A former Texas police officer was sentenced on Tuesday to nearly 12 years in prison for shooting Atatiana Jefferson, a Black woman whose neighbours asked police to check on her when they saw a door to her house lying open.
In 2019, former Fort Worth police officer Aaron Dean, who is white, entered Jefferson’s backyard and shot her through her back window mere moments after asking her to raise her hands and without first identifying himself as a police officer.
The interaction began when Ms Jefferson heard strange noises coming from her backyard in the early morning hours as she was playing video games with her young nephew. She grabbed her pistol and went to investigate, looking out through the window, where she saw Dean.
Prosecutors argued the officer unnecessarily rushed to violence and didn’t give Ms Jefferson a chance to comply.
"If you can’t feel safe in your own home?
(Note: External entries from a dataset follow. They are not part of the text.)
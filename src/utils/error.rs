use thiserror::Error;

#[derive(Error, Debug)]
pub enum WarrantyError {
    #[error("API request failed: {0}")]
    ApiError(#[from] reqwest::Error),

    #[error("IO error: {0}")]
    IoError(#[from] std::io::Error),

    #[error("Serialization error: {0}")]
    SerializationError(#[from] serde_json::Error),

    #[error("Configuration error: {message}")]
    ConfigError { message: String },

    #[error("Configuration validation failed for '{field}': {message}")]
    ConfigValidationError { field: String, message: String },

    #[error("Invalid value '{value}' for '{field}': {reason}")]
    InvalidConfigValueError {
        field: String,
        value: String,
        reason: String,
    },

    #[error("No serial number could be determined: {reason}")]
    NoSerialError { reason: String },

    #[error("Reference data error: {message}")]
    ReferenceDataError { message: String },

    #[error("Validation error: {message}")]
    ValidationError { message: String },
}

#[derive(Debug, Clone, Copy, PartialEq, Eq)]
pub enum ErrorCategory {
    Network,
    FileSystem,
    Configuration,
    Input,
    ReferenceData,
}

#[derive(Debug, Clone, Copy, PartialEq, Eq, PartialOrd, Ord)]
pub enum ErrorSeverity {
    Low,
    Medium,
    High,
    Critical,
}

impl WarrantyError {
    pub fn category(&self) -> ErrorCategory {
        match self {
            WarrantyError::ApiError(_) => ErrorCategory::Network,
            WarrantyError::IoError(_) => ErrorCategory::FileSystem,
            WarrantyError::SerializationError(_) | WarrantyError::ReferenceDataError { .. } => {
                ErrorCategory::ReferenceData
            }
            WarrantyError::ConfigError { .. }
            | WarrantyError::ConfigValidationError { .. }
            | WarrantyError::InvalidConfigValueError { .. } => ErrorCategory::Configuration,
            WarrantyError::NoSerialError { .. } | WarrantyError::ValidationError { .. } => {
                ErrorCategory::Input
            }
        }
    }

    pub fn severity(&self) -> ErrorSeverity {
        match self.category() {
            ErrorCategory::Network => ErrorSeverity::Medium,
            ErrorCategory::Configuration | ErrorCategory::Input => ErrorSeverity::High,
            ErrorCategory::FileSystem | ErrorCategory::ReferenceData => ErrorSeverity::Critical,
        }
    }

    /// Process exit code for this error when it ends the run.
    pub fn exit_code(&self) -> i32 {
        match self.severity() {
            ErrorSeverity::Low => 0,
            ErrorSeverity::Medium => 2,
            ErrorSeverity::High => 1,
            ErrorSeverity::Critical => 3,
        }
    }

    pub fn recovery_suggestion(&self) -> &'static str {
        match self {
            WarrantyError::ApiError(e) if e.is_timeout() => {
                "The remote server did not answer in time; retry later or raise --timeout"
            }
            WarrantyError::ApiError(_) => {
                "Check network connectivity and that the lookup endpoint is reachable"
            }
            WarrantyError::IoError(_) => "Check that the input/output paths exist and are writable",
            WarrantyError::SerializationError(_) | WarrantyError::ReferenceDataError { .. } => {
                "Check the reference document location and its format (MODEL: VERSION per line or a JSON object)"
            }
            WarrantyError::ConfigError { .. }
            | WarrantyError::ConfigValidationError { .. }
            | WarrantyError::InvalidConfigValueError { .. } => {
                "Fix the configuration file or command-line flags and run again"
            }
            WarrantyError::NoSerialError { .. } => {
                "Pass serial numbers as arguments or use --input with a file of serials"
            }
            WarrantyError::ValidationError { .. } => "Remove empty serial numbers from the input",
        }
    }

    pub fn user_friendly_message(&self) -> String {
        match self {
            WarrantyError::ApiError(e) => match e.url() {
                Some(url) => format!("Request to {} failed", url),
                None => "A network request failed".to_string(),
            },
            WarrantyError::NoSerialError { reason } => {
                format!("Unable to determine any serial number ({})", reason)
            }
            WarrantyError::ReferenceDataError { message } => {
                format!("Unable to load ASD reference data: {}", message)
            }
            other => other.to_string(),
        }
    }
}

pub type Result<T> = std::result::Result<T, WarrantyError>;

#[cfg(test)]
mod tests {
    use super::*;

    #[test]
    fn test_no_serial_exits_with_one() {
        let err = WarrantyError::NoSerialError {
            reason: "no input".to_string(),
        };
        assert_eq!(err.category(), ErrorCategory::Input);
        assert_eq!(err.exit_code(), 1);
    }

    #[test]
    fn test_reference_data_is_critical() {
        let err = WarrantyError::ReferenceDataError {
            message: "empty".to_string(),
        };
        assert_eq!(err.severity(), ErrorSeverity::Critical);
        assert_eq!(err.exit_code(), 3);
        assert!(err.user_friendly_message().contains("ASD reference data"));
    }

    #[test]
    fn test_config_errors_exit_with_one() {
        let err = WarrantyError::InvalidConfigValueError {
            field: "http.timeout_seconds".to_string(),
            value: "0".to_string(),
            reason: "too small".to_string(),
        };
        assert_eq!(err.exit_code(), 1);
        assert!(err.to_string().contains("http.timeout_seconds"));
    }
}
Where can we feel safe?” prosecutor Ashlea Deener said in her closing statements. “It’s where we make memories. That’s why it’s sacred. That’s why it’s so important. Atatiana didn’t commit a crime by walking up to her window to protect herself and her nephew.”
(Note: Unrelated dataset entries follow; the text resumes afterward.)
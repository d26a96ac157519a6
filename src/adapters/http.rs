use crate::core::{ConfigProvider, ReferenceSource, SerialNumber, WarrantySource};
use crate::utils::error::Result;
use async_trait::async_trait;
use reqwest::Client;

/// Parameters the lookup endpoint expects next to `sn`.
pub const LOOKUP_COMPANION_PARAMS: [(&str, &str); 5] = [
    ("Continue", "Continue"),
    ("cn", ""),
    ("locale", ""),
    ("caller", ""),
    ("num", "0"),
];

pub fn build_client<C: ConfigProvider + ?Sized>(config: &C) -> Result<Client> {
    let client = Client::builder()
        .timeout(config.request_timeout())
        .user_agent(config.user_agent())
        .build()?;
    Ok(client)
}

async fn get_text(request: reqwest::RequestBuilder) -> Result<String> {
    let response = request.send().await?;
    tracing::debug!("Response status: {}", response.status());
    let body = response.error_for_status()?.text().await?;
    Ok(body)
}

#[derive(Debug, Clone)]
pub struct HttpWarrantySource {
    client: Client,
    endpoint: String,
}

impl HttpWarrantySource {
    pub fn new(client: Client, endpoint: impl Into<String>) -> Self {
        Self {
            client,
            endpoint: endpoint.into(),
        }
    }

    pub fn from_config<C: ConfigProvider + ?Sized>(client: Client, config: &C) -> Self {
        Self::new(client, config.lookup_endpoint())
    }
}

#[async_trait]
impl WarrantySource for HttpWarrantySource {
    async fn fetch_lookup_page(&self, serial: &SerialNumber) -> Result<String> {
        let mut params = vec![("sn", serial.as_str())];
        params.extend_from_slice(&LOOKUP_COMPANION_PARAMS);

        tracing::debug!("Requesting {} for serial {}", self.endpoint, serial);
        get_text(self.client.get(&self.endpoint).query(&params)).await
    }
}

#[derive(Debug, Clone)]
pub struct HttpReferenceSource {
    client: Client,
    url: String,
}

impl HttpReferenceSource {
    pub fn new(client: Client, url: impl Into<String>) -> Self {
        Self {
            client,
            url: url.into(),
        }
    }
}

#[async_trait]
impl ReferenceSource for HttpReferenceSource {
    async fn fetch_reference_document(&self) -> Result<String> {
        tracing::debug!("Fetching ASD reference document from {}", self.url);
        get_text(self.client.get(&self.url)).await
    }
}

#[cfg(test)]
mod tests {
    use super::*;
    use crate::config::AppConfig;
    use crate::utils::error::WarrantyError;
    use httpmock::prelude::*;

    #[tokio::test]
    async fn test_lookup_sends_serial_and_companion_params() {
        let server = MockServer::start();
        let page_mock = server.mock(|when, then| {
            when.method(GET)
                .path("/wcResults.do")
                .query_param("sn", "C02ABC")
                .query_param("Continue", "Continue")
                .query_param_exists("cn")
                .query_param_exists("locale")
                .query_param_exists("caller")
                .query_param("num", "0");
            then.status(200).body("<html>page</html>");
        });

        let source = HttpWarrantySource::new(Client::new(), server.url("/wcResults.do"));
        let serial = SerialNumber::new("C02ABC").unwrap();
        let body = source.fetch_lookup_page(&serial).await.unwrap();

        page_mock.assert();
        assert_eq!(body, "<html>page</html>");
    }

    #[tokio::test]
    async fn test_lookup_endpoint_comes_from_config() {
        let server = MockServer::start();
        let page_mock = server.mock(|when, then| {
            when.method(GET).path("/configured").query_param("sn", "W80XYZ");
            then.status(200).body("configured");
        });

        let config = AppConfig {
            lookup_endpoint: server.url("/configured"),
            ..AppConfig::default()
        };
        let source = HttpWarrantySource::from_config(build_client(&config).unwrap(), &config);
        let serial = SerialNumber::new("W80XYZ").unwrap();

        assert_eq!(source.fetch_lookup_page(&serial).await.unwrap(), "configured");
        page_mock.assert();
    }

    #[tokio::test]
    async fn test_error_status_is_api_error() {
        let server = MockServer::start();
        let ref_mock = server.mock(|when, then| {
            when.method(GET).path("/asdcheck");
            then.status(404);
        });

        let source = HttpReferenceSource::new(Client::new(), server.url("/asdcheck"));
        let err = source.fetch_reference_document().await.unwrap_err();

        ref_mock.assert();
        assert!(matches!(err, WarrantyError::ApiError(_)));
        assert_eq!(err.exit_code(), 2);
    }

    #[tokio::test]
    async fn test_reference_document_body() {
        let server = MockServer::start();
        server.mock(|when, then| {
            when.method(GET).path("/asdcheck");
            then.status(200).body("iMac: 3S149\n");
        });

        let source = HttpReferenceSource::new(Client::new(), server.url("/asdcheck"));
        assert_eq!(source.fetch_reference_document().await.unwrap(), "iMac: 3S149\n");
    }
}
Dean’s defence argued he was legitimately acting in self-defence when he saw an armed woman standing at the window.
"This is a tragedy,” attorney Bob Gill said in his closing statements, CBS reports. “It was a tragedy on that day. And it will continue to be one. But a tragedy doesn’t always equate to a crime.”
The shooting was a rare instance of police violence in which an officer was swiftly rebuked for excessive use of force. In general, police enjoy wide protections and ironclad union support when they use force against civilians if they believe they are threatened and acting in self-defence.
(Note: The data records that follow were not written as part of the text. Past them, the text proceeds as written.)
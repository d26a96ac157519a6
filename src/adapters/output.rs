use crate::core::{RecordSink, WarrantyRecord};
use crate::utils::error::Result;
use std::fs::File;
use std::io::{self, BufWriter, Stdout, Write};
use std::path::Path;

pub const CSV_HEADER: &str = "Serial Number,Product Description,Expires,Status,ASD Version";

/// `SERIAL,"MODEL",DATE,STATUS,ASD_VERSION`, model always quoted.
pub fn csv_row(record: &WarrantyRecord) -> String {
    format!(
        "{},\"{}\",{},{},{}",
        record.serial,
        record.model.replace('"', "\"\""),
        record.expires,
        record.status,
        record.asd_version
    )
}

pub fn console_block(record: &WarrantyRecord) -> String {
    format!(
        "Serial Number: {}\nProduct Description: {}\nExpires: {}\nStatus: {}\nASD Version: {}\n",
        record.serial, record.model, record.expires, record.status, record.asd_version
    )
}

/// Appends CSV rows to a writer; the header goes out on construction.
pub struct CsvFileSink<W: Write> {
    writer: W,
    rows: usize,
}

impl CsvFileSink<BufWriter<File>> {
    /// Creates or truncates `path`.
    pub fn create(path: &Path) -> Result<Self> {
        tracing::debug!("Writing CSV results to {}", path.display());
        let file = File::create(path)?;
        Self::new(BufWriter::new(file))
    }
}

impl<W: Write> CsvFileSink<W> {
    pub fn new(mut writer: W) -> Result<Self> {
        writeln!(writer, "{}", CSV_HEADER)?;
        Ok(Self { writer, rows: 0 })
    }

    pub fn rows(&self) -> usize {
        self.rows
    }

    pub fn into_inner(self) -> W {
        self.writer
    }
}

impl<W: Write> RecordSink for CsvFileSink<W> {
    fn write_record(&mut self, record: &WarrantyRecord) -> Result<()> {
        writeln!(self.writer, "{}", csv_row(record))?;
        self.rows += 1;
        Ok(())
    }

    fn finish(&mut self) -> Result<()> {
        self.writer.flush()?;
        tracing::debug!("Wrote {} CSV row(s)", self.rows);
        Ok(())
    }
}

/// Five labelled lines per record followed by a blank line.
pub struct ConsoleSink<W: Write> {
    writer: W,
}

impl ConsoleSink<Stdout> {
    pub fn stdout() -> Self {
        Self::new(io::stdout())
    }
}

impl<W: Write> ConsoleSink<W> {
    pub fn new(writer: W) -> Self {
        Self { writer }
    }

    pub fn into_inner(self) -> W {
        self.writer
    }
}

impl<W: Write> RecordSink for ConsoleSink<W> {
    fn write_record(&mut self, record: &WarrantyRecord) -> Result<()> {
        writeln!(self.writer, "{}", console_block(record))?;
        Ok(())
    }

    fn finish(&mut self) -> Result<()> {
        self.writer.flush()?;
        Ok(())
    }
}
However, two days after the 2019 shooting, Dean resigned from the Fort Worth police department and was charged with murder.
Though the pandemic delayed the proceedings, family members both celebrated the eventual sentence and shared the pain of losing Atatiana, who had moved to Fort Worth to help look after her ailing mother, and had plans to attend medical school.
“Atatiana Jefferson was a bright, vibrant light. Aaron Dean, what you thought, when you shot our baby through her heart, was that you were going to put her light out,” one relative said in court. “That’s what you thought. But I’m here to tell you that Atatiana was that light that refuses to die.”